Accounts receivable. This is something you should be looking at on a monthly (if not weekly) basis, but mid-year is a good time to step back and review the trend. Are A/R days creeping up? If so, can you pinpoint the reason? If total A/R is down, is that because you’re doing a better job of collecting, or is it related to a dip in volume?
Overhead. Again, this is a statistic that you probably look at on a regular basis, but a mid-year meticulous examination can’t hurt. Look for variances from what you budgeted for the year in line items that you have the most control over, such as utilities, supplies, payroll (specifically overtime), and the sometimes slippery “miscellaneous” category. If you haven’t done so lately, use this opportunity to review and possibly renegotiate agreements with your telephone and internet provider, insurance company, laundry and cleaning service, and even landlord if you rent your space.

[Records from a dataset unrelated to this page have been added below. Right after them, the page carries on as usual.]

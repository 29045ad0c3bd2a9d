//! Web API Authentication Tests
//!
//! Integration tests for the register and login endpoints.

use axum_test::TestServer;
use reservas::auth::JwtState;
use reservas::config::Config;
use reservas::web::handlers::AppState;
use reservas::web::router::create_router;
use reservas::Database;
use serde_json::{json, Value};
use std::sync::Arc;

/// Create a test configuration.
fn create_test_config() -> Config {
    let mut config = Config::default();
    config.server.host = "127.0.0.1".to_string();
    config.server.port = 0;
    config.auth.jwt_secret = "test-secret-key-for-testing-only".to_string();
    config
}

/// Create a test server with an in-memory database.
async fn create_test_server() -> TestServer {
    let config = create_test_config();

    let db = Database::open_in_memory()
        .await
        .expect("Failed to create test database");

    let app_state = Arc::new(AppState::new(db, &config));
    let jwt_state = Arc::new(JwtState::new(&config.auth.jwt_secret));

    let router = create_router(app_state, jwt_state, &config.server.cors_origins);

    TestServer::new(router).expect("Failed to create test server")
}

/// Helper to register a test user and return the response body.
async fn register_test_user(server: &TestServer, email: &str, password: &str) -> Value {
    let response = server
        .post("/api/auth/register")
        .json(&json!({
            "email": email,
            "password": password
        }))
        .await;

    response.json::<Value>()
}

// ============================================================================
// Registration Tests
// ============================================================================

#[tokio::test]
async fn test_register_success() {
    let server = create_test_server().await;

    let response = server
        .post("/api/auth/register")
        .json(&json!({
            "email": "test@example.com",
            "password": "password123"
        }))
        .await;

    response.assert_status_ok();

    let body: Value = response.json();
    assert!(body["data"]["token"].is_string());
    assert_eq!(body["data"]["expires_in"], 3600);
    assert_eq!(body["data"]["user"]["email"], "test@example.com");
    assert!(body["data"]["user"]["id"].is_number());
}

#[tokio::test]
async fn test_register_duplicate_email() {
    let server = create_test_server().await;

    server
        .post("/api/auth/register")
        .json(&json!({
            "email": "test@example.com",
            "password": "password123"
        }))
        .await
        .assert_status_ok();

    // Same email again
    let response = server
        .post("/api/auth/register")
        .json(&json!({
            "email": "test@example.com",
            "password": "password456"
        }))
        .await;

    response.assert_status(axum::http::StatusCode::CONFLICT);

    let body: Value = response.json();
    assert_eq!(body["error"]["code"], "CONFLICT");
}

#[tokio::test]
async fn test_register_short_password() {
    let server = create_test_server().await;

    let response = server
        .post("/api/auth/register")
        .json(&json!({
            "email": "test@example.com",
            "password": "12345"
        }))
        .await;

    response.assert_status(axum::http::StatusCode::UNPROCESSABLE_ENTITY);

    let body: Value = response.json();
    assert_eq!(body["error"]["code"], "VALIDATION_ERROR");
    assert!(body["error"]["details"]["password"][0]
        .as_str()
        .unwrap()
        .contains("at least 6"));
}

#[tokio::test]
async fn test_register_invalid_email() {
    let server = create_test_server().await;

    let response = server
        .post("/api/auth/register")
        .json(&json!({
            "email": "not-an-email",
            "password": "password123"
        }))
        .await;

    response.assert_status(axum::http::StatusCode::UNPROCESSABLE_ENTITY);

    let body: Value = response.json();
    assert!(body["error"]["details"]["email"].is_array());
}

#[tokio::test]
async fn test_register_reports_all_failing_fields() {
    let server = create_test_server().await;

    let response = server
        .post("/api/auth/register")
        .json(&json!({
            "email": "no-at-sign",
            "password": "short"
        }))
        .await;

    response.assert_status(axum::http::StatusCode::UNPROCESSABLE_ENTITY);

    let body: Value = response.json();
    assert!(body["error"]["details"]["email"].is_array());
    assert!(body["error"]["details"]["password"].is_array());
}

#[tokio::test]
async fn test_register_empty_email() {
    let server = create_test_server().await;

    let response = server
        .post("/api/auth/register")
        .json(&json!({
            "email": "",
            "password": "password123"
        }))
        .await;

    response.assert_status(axum::http::StatusCode::BAD_REQUEST);
}

#[tokio::test]
async fn test_register_does_not_return_password() {
    let server = create_test_server().await;

    let body = register_test_user(&server, "test@example.com", "password123").await;

    assert!(body["data"]["user"]["password"].is_null());
}

// ============================================================================
// Login Tests
// ============================================================================

#[tokio::test]
async fn test_login_success() {
    let server = create_test_server().await;

    register_test_user(&server, "login@example.com", "password123").await;

    let response = server
        .post("/api/auth/login")
        .json(&json!({
            "email": "login@example.com",
            "password": "password123"
        }))
        .await;

    response.assert_status_ok();

    let body: Value = response.json();
    assert!(body["data"]["token"].is_string());
    assert_eq!(body["data"]["user"]["email"], "login@example.com");
}

#[tokio::test]
async fn test_login_wrong_password() {
    let server = create_test_server().await;

    register_test_user(&server, "login@example.com", "password123").await;

    let response = server
        .post("/api/auth/login")
        .json(&json!({
            "email": "login@example.com",
            "password": "wrongpassword"
        }))
        .await;

    response.assert_status(axum::http::StatusCode::UNAUTHORIZED);

    let body: Value = response.json();
    assert_eq!(body["error"]["code"], "UNAUTHORIZED");
}

#[tokio::test]
async fn test_login_nonexistent_user() {
    let server = create_test_server().await;

    let response = server
        .post("/api/auth/login")
        .json(&json!({
            "email": "nobody@example.com",
            "password": "password123"
        }))
        .await;

    response.assert_status(axum::http::StatusCode::UNAUTHORIZED);
}

#[tokio::test]
async fn test_login_wrong_password_indistinguishable_from_unknown_email() {
    let server = create_test_server().await;

    register_test_user(&server, "login@example.com", "password123").await;

    let wrong_password = server
        .post("/api/auth/login")
        .json(&json!({
            "email": "login@example.com",
            "password": "wrongpassword"
        }))
        .await;
    let unknown_email = server
        .post("/api/auth/login")
        .json(&json!({
            "email": "nobody@example.com",
            "password": "password123"
        }))
        .await;

    assert_eq!(wrong_password.status_code(), unknown_email.status_code());
    assert_eq!(
        wrong_password.json::<Value>()["error"]["message"],
        unknown_email.json::<Value>()["error"]["message"]
    );
}

#[tokio::test]
async fn test_login_empty_credentials() {
    let server = create_test_server().await;

    let response = server
        .post("/api/auth/login")
        .json(&json!({
            "email": "",
            "password": ""
        }))
        .await;

    response.assert_status(axum::http::StatusCode::BAD_REQUEST);
}

// ============================================================================
// Token Claims Tests
// ============================================================================

#[tokio::test]
async fn test_token_contains_expected_claims() {
    let server = create_test_server().await;

    let body = register_test_user(&server, "claims@example.com", "password123").await;
    let token = body["data"]["token"].as_str().expect("No token");

    let parts: Vec<&str> = token.split('.').collect();
    assert_eq!(parts.len(), 3, "JWT should have 3 parts");

    // Base64 decode the payload
    use base64::Engine;
    let engine = base64::engine::general_purpose::URL_SAFE_NO_PAD;
    let payload = engine
        .decode(parts[1])
        .expect("Failed to decode JWT payload");
    let claims: Value = serde_json::from_slice(&payload).expect("Failed to parse claims");

    assert_eq!(claims["email"], "claims@example.com");
    assert!(claims["sub"].is_number());
    assert!(claims["iat"].is_number());
    assert!(claims["exp"].is_number());
    assert!(claims["jti"].is_string());

    // Expiry is one hour after issuance
    let iat = claims["iat"].as_i64().unwrap();
    let exp = claims["exp"].as_i64().unwrap();
    assert_eq!(exp - iat, 3600);
}

// ============================================================================
// Health Check Tests
// ============================================================================

#[tokio::test]
async fn test_root_liveness() {
    let server = create_test_server().await;

    let response = server.get("/").await;
    response.assert_status_ok();
}
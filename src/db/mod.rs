//! Database module.
//!
//! Provides SQLite connectivity (via sqlx) and migration management. The
//! repositories expose the persistence contract the handlers rely on:
//! create, find-by-owner, and find-one-and-delete.

mod reservation;
mod schema;
mod user;

pub use reservation::{NewReservation, Reservation, ReservationRepository};
pub use schema::MIGRATIONS;
pub use user::{NewUser, User, UserRepository};

use std::path::Path;
use std::str::FromStr;
use std::time::Duration;

use sqlx::sqlite::{SqliteConnectOptions, SqliteJournalMode, SqlitePoolOptions};
use tracing::{debug, info};

use crate::Result;

/// Connection pool type used throughout the crate.
pub type DbPool = sqlx::SqlitePool;

/// Database wrapper managing the connection pool and migrations.
#[derive(Clone)]
pub struct Database {
    pool: DbPool,
}

impl Database {
    /// Connect using a database URL (e.g. `sqlite:data/reservas.db`).
    ///
    /// The database file is created if missing. Migrations are applied
    /// automatically.
    pub async fn connect(url: &str) -> Result<Self> {
        info!("Connecting to database at {}", url);

        let options = SqliteConnectOptions::from_str(url)
            .map_err(|e| crate::AppError::Database(e.to_string()))?
            .create_if_missing(true)
            .foreign_keys(true)
            .journal_mode(SqliteJournalMode::Wal)
            .busy_timeout(Duration::from_secs(5));

        // Create parent directories for file-backed databases
        let filename = options.get_filename().to_path_buf();
        if filename != Path::new(":memory:") {
            if let Some(parent) = filename.parent() {
                if !parent.as_os_str().is_empty() && !parent.exists() {
                    std::fs::create_dir_all(parent)?;
                }
            }
        }

        let pool = SqlitePoolOptions::new()
            .max_connections(5)
            .connect_with(options)
            .await?;

        let db = Self { pool };
        db.migrate().await?;

        Ok(db)
    }

    /// Open an in-memory database for testing.
    ///
    /// The pool is limited to a single connection so every query sees the
    /// same in-memory store.
    pub async fn open_in_memory() -> Result<Self> {
        debug!("Opening in-memory database");

        let options = SqliteConnectOptions::from_str("sqlite::memory:")
            .map_err(|e| crate::AppError::Database(e.to_string()))?
            .foreign_keys(true);

        let pool = SqlitePoolOptions::new()
            .max_connections(1)
            .connect_with(options)
            .await?;

        let db = Self { pool };
        db.migrate().await?;

        Ok(db)
    }

    /// Get a reference to the underlying pool.
    pub fn pool(&self) -> &DbPool {
        &self.pool
    }

    /// Get the current schema version.
    pub async fn schema_version(&self) -> Result<i64> {
        let table_exists: bool = sqlx::query_scalar(
            "SELECT EXISTS(SELECT 1 FROM sqlite_master WHERE type='table' AND name='schema_version')",
        )
        .fetch_one(&self.pool)
        .await?;

        if !table_exists {
            return Ok(0);
        }

        let version: i64 =
            sqlx::query_scalar("SELECT COALESCE(MAX(version), 0) FROM schema_version")
                .fetch_one(&self.pool)
                .await?;

        Ok(version)
    }

    /// Apply pending migrations.
    pub async fn migrate(&self) -> Result<()> {
        let current_version = self.schema_version().await?;
        let migrations = MIGRATIONS;

        if current_version as usize >= migrations.len() {
            debug!("Database is up to date (version {})", current_version);
            return Ok(());
        }

        info!(
            "Migrating database from version {} to {}",
            current_version,
            migrations.len()
        );

        sqlx::query(
            "CREATE TABLE IF NOT EXISTS schema_version (
                version     INTEGER PRIMARY KEY,
                applied_at  TEXT NOT NULL DEFAULT (datetime('now'))
            )",
        )
        .execute(&self.pool)
        .await?;

        for (i, migration) in migrations.iter().enumerate().skip(current_version as usize) {
            let version = (i + 1) as i64;
            info!("Applying migration v{}", version);

            let mut tx = self.pool.begin().await?;

            sqlx::raw_sql(migration).execute(&mut *tx).await?;

            sqlx::query("INSERT INTO schema_version (version) VALUES ($1)")
                .bind(version)
                .execute(&mut *tx)
                .await?;

            tx.commit().await?;
            debug!("Migration v{} applied successfully", version);
        }

        Ok(())
    }

    /// Check if a table exists.
    pub async fn table_exists(&self, table_name: &str) -> Result<bool> {
        let exists: bool = sqlx::query_scalar(
            "SELECT EXISTS(SELECT 1 FROM sqlite_master WHERE type='table' AND name=$1)",
        )
        .bind(table_name)
        .fetch_one(&self.pool)
        .await?;
        Ok(exists)
    }
}

impl std::fmt::Debug for Database {
    fn fmt(&self, f: &mut std::fmt::Formatter<'_>) -> std::fmt::Result {
        f.debug_struct("Database").finish()
    }
}

#[cfg(test)]
mod tests {
    use super::*;

    #[tokio::test]
    async fn test_open_in_memory() {
        let db = Database::open_in_memory().await.unwrap();
        assert!(db.schema_version().await.unwrap() > 0);
    }

    #[tokio::test]
    async fn test_migrations_applied() {
        let db = Database::open_in_memory().await.unwrap();

        let version = db.schema_version().await.unwrap();
        assert_eq!(version as usize, MIGRATIONS.len());
    }

    #[tokio::test]
    async fn test_tables_exist() {
        let db = Database::open_in_memory().await.unwrap();

        assert!(db.table_exists("users").await.unwrap());
        assert!(db.table_exists("reservations").await.unwrap());
        assert!(db.table_exists("schema_version").await.unwrap());
        assert!(!db.table_exists("no_such_table").await.unwrap());
    }

    #[tokio::test]
    async fn test_foreign_keys_enabled() {
        let db = Database::open_in_memory().await.unwrap();

        let fk_enabled: i64 = sqlx::query_scalar("PRAGMA foreign_keys")
            .fetch_one(db.pool())
            .await
            .unwrap();
        assert_eq!(fk_enabled, 1);
    }

    #[tokio::test]
    async fn test_email_unique_index() {
        let db = Database::open_in_memory().await.unwrap();

        sqlx::query("INSERT INTO users (email, password) VALUES ($1, $2)")
            .bind("dup@example.com")
            .bind("hash")
            .execute(db.pool())
            .await
            .unwrap();

        let result = sqlx::query("INSERT INTO users (email, password) VALUES ($1, $2)")
            .bind("dup@example.com")
            .bind("other-hash")
            .execute(db.pool())
            .await;

        assert!(result.is_err());
        assert!(result.unwrap_err().to_string().contains("UNIQUE"));
    }

    #[tokio::test]
    async fn test_connect_file_database() {
        let dir = tempfile::tempdir().unwrap();
        let url = format!("sqlite:{}/test.db", dir.path().display());

        {
            let db = Database::connect(&url).await.unwrap();
            assert!(db.table_exists("users").await.unwrap());
        }

        // Reopen: migrations must not be reapplied
        {
            let db = Database::connect(&url).await.unwrap();
            assert_eq!(
                db.schema_version().await.unwrap() as usize,
                MIGRATIONS.len()
            );
        }
    }
}
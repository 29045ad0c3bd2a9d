//! Signed session tokens (JWT).

use jsonwebtoken::{decode, encode, DecodingKey, EncodingKey, Header, Validation};
use serde::{Deserialize, Serialize};
use thiserror::Error;

use crate::{AppError, Result};

/// JWT claims structure.
#[derive(Debug, Clone, PartialEq, Eq, Serialize, Deserialize)]
pub struct Claims {
    /// Subject (user ID).
    pub sub: i64,
    /// Email address.
    pub email: String,
    /// Issued at timestamp.
    pub iat: u64,
    /// Expiration timestamp.
    pub exp: u64,
    /// JWT ID (unique identifier).
    pub jti: String,
}

impl Claims {
    /// Build claims for a user, valid for `ttl_secs` from now.
    pub fn new(user_id: i64, email: impl Into<String>, ttl_secs: u64) -> Self {
        let now = chrono::Utc::now().timestamp() as u64;
        Self {
            sub: user_id,
            email: email.into(),
            iat: now,
            exp: now + ttl_secs,
            jti: uuid::Uuid::new_v4().to_string(),
        }
    }
}

/// The single failure outcome of token verification.
///
/// Signature mismatch, malformed input, and expiry are deliberately
/// indistinguishable to the caller.
#[derive(Error, Debug, Clone, Copy, PartialEq, Eq)]
#[error("invalid token")]
pub struct InvalidToken;

/// Verification-side state for JWT authentication.
#[derive(Clone)]
pub struct JwtState {
    /// Decoding key for JWT verification.
    pub decoding_key: DecodingKey,
    /// Validation settings.
    pub validation: Validation,
}

impl JwtState {
    /// Create a new JWT state from a secret key.
    pub fn new(secret: &str) -> Self {
        let decoding_key = DecodingKey::from_secret(secret.as_bytes());
        let mut validation = Validation::default();
        validation.validate_exp = true;

        Self {
            decoding_key,
            validation,
        }
    }
}

/// Sign claims into a token string.
///
/// Failures here come from the signing primitive itself and are propagated.
pub fn issue_token(claims: &Claims, key: &EncodingKey) -> Result<String> {
    encode(&Header::default(), claims, key).map_err(|e| AppError::Token(e.to_string()))
}

/// Verify a token and return its claims.
///
/// Every decode failure is normalized to [`InvalidToken`]; the cause is
/// logged at debug level only.
pub fn verify_token(token: &str, state: &JwtState) -> std::result::Result<Claims, InvalidToken> {
    decode::<Claims>(token, &state.decoding_key, &state.validation)
        .map(|data| data.claims)
        .map_err(|e| {
            tracing::debug!("token verification failed: {}", e);
            InvalidToken
        })
}
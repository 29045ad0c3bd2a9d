//! Reservas - a small reservation service with token-based authentication.
//!
//! The crate exposes a REST API for registering users, logging in, and
//! managing each user's own reservations. Passwords are stored as Argon2id
//! hashes and sessions are carried by signed JWTs.

pub mod auth;
pub mod config;
pub mod db;
pub mod error;
pub mod logging;
pub mod validation;
pub mod web;

pub use config::Config;
pub use db::Database;
pub use error::{AppError, Result};
pub use web::WebServer;
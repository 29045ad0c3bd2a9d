//! Database schema migrations.
//!
//! Each entry is applied once, in order, inside a transaction; the
//! `schema_version` table records progress.

/// Ordered list of schema migrations.
pub const MIGRATIONS: &[&str] = &[
    // v1: users and reservations
    r#"
    CREATE TABLE users (
        id          INTEGER PRIMARY KEY AUTOINCREMENT,
        email       TEXT NOT NULL,
        password    TEXT NOT NULL,
        created_at  TEXT NOT NULL DEFAULT (datetime('now'))
    );
    CREATE UNIQUE INDEX idx_users_email ON users(email);

    CREATE TABLE reservations (
        id          INTEGER PRIMARY KEY AUTOINCREMENT,
        user_id     INTEGER NOT NULL REFERENCES users(id) ON DELETE CASCADE,
        date        TEXT NOT NULL,
        time        TEXT NOT NULL,
        service     TEXT NOT NULL,
        created_at  TEXT NOT NULL DEFAULT (datetime('now'))
    );
    CREATE INDEX idx_reservations_user ON reservations(user_id);
    "#,
];
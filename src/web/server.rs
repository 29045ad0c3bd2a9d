//! Web server for the reservation API.

use std::net::SocketAddr;
use std::sync::Arc;

use tokio::net::TcpListener;

use crate::auth::JwtState;
use crate::config::Config;
use crate::{AppError, Database, Result};

use super::handlers::AppState;
use super::router::{create_health_router, create_router};

/// Web server for the API.
pub struct WebServer {
    /// Server address.
    addr: SocketAddr,
    /// Application state.
    app_state: Arc<AppState>,
    /// JWT state.
    jwt_state: Arc<JwtState>,
    /// CORS allowed origins.
    cors_origins: Vec<String>,
}

impl WebServer {
    /// Create a new web server.
    pub fn new(config: &Config, db: Database) -> Result<Self> {
        let addr = format!("{}:{}", config.server.host, config.server.port)
            .parse()
            .map_err(|e| AppError::Config(format!("invalid server address: {e}")))?;

        if config.uses_default_secret() {
            tracing::warn!(
                "JWT_SECRET is not set; using the insecure default secret. \
                 Do not run like this in production."
            );
        }

        let app_state = Arc::new(AppState::new(db, config));
        let jwt_state = Arc::new(JwtState::new(&config.auth.jwt_secret));

        Ok(Self {
            addr,
            app_state,
            jwt_state,
            cors_origins: config.server.cors_origins.clone(),
        })
    }

    /// Get the server address.
    pub fn addr(&self) -> SocketAddr {
        self.addr
    }

    fn build_router(&self) -> axum::Router {
        create_router(
            self.app_state.clone(),
            self.jwt_state.clone(),
            &self.cors_origins,
        )
        .merge(create_health_router())
    }

    /// Run the web server.
    pub async fn run(self) -> std::io::Result<()> {
        let router = self.build_router();

        let listener = TcpListener::bind(self.addr).await?;
        let local_addr = listener.local_addr()?;

        tracing::info!("Web server listening on http://{}", local_addr);

        axum::serve(listener, router).await
    }

    /// Run the server in the background and return the actual bound address.
    ///
    /// Useful for testing when binding to port 0.
    pub async fn run_with_addr(self) -> std::io::Result<SocketAddr> {
        let router = self.build_router();

        let listener = TcpListener::bind(self.addr).await?;
        let local_addr = listener.local_addr()?;

        tracing::info!("Web server listening on http://{}", local_addr);

        tokio::spawn(async move {
            if let Err(e) = axum::serve(listener, router).await {
                tracing::error!("Web server error: {}", e);
            }
        });

        Ok(local_addr)
    }
}

#[cfg(test)]
mod tests {
    use super::*;

    fn create_test_config() -> Config {
        let mut config = Config::default();
        config.server.host = "127.0.0.1".to_string();
        config.server.port = 0; // random port
        config.auth.jwt_secret = "test-secret-key".to_string();
        config
    }

    #[tokio::test]
    async fn test_web_server_new() {
        let config = create_test_config();
        let db = Database::open_in_memory().await.unwrap();

        let server = WebServer::new(&config, db).unwrap();
        assert_eq!(server.addr().ip().to_string(), "127.0.0.1");
    }

    #[tokio::test]
    async fn test_web_server_rejects_bad_address() {
        let mut config = create_test_config();
        config.server.host = "not an address".to_string();
        let db = Database::open_in_memory().await.unwrap();

        assert!(WebServer::new(&config, db).is_err());
    }
}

Provider productivity. This is closely related to reviewing volume figures, but it’s helpful to look carefully at not only how many patients each doctor in the practice is seeing, but where they could be more efficient in terms of patient flow or time management. Because most of the overhead in a medical office is fixed (rent, payroll, malpractice insurance, etc.), finding a way for each provider to see even one or two additional patients each day means incremental revenue that, for the most part, drops right to the bottom line.
Confer with your experts. If needed, based on your mid-year checkup, schedule time to meet with your practice accountant, financial planner, investment advisor, retirement plan administrator and/or banker. These professionals can help guide you toward wrapping up 2011 on a successful note.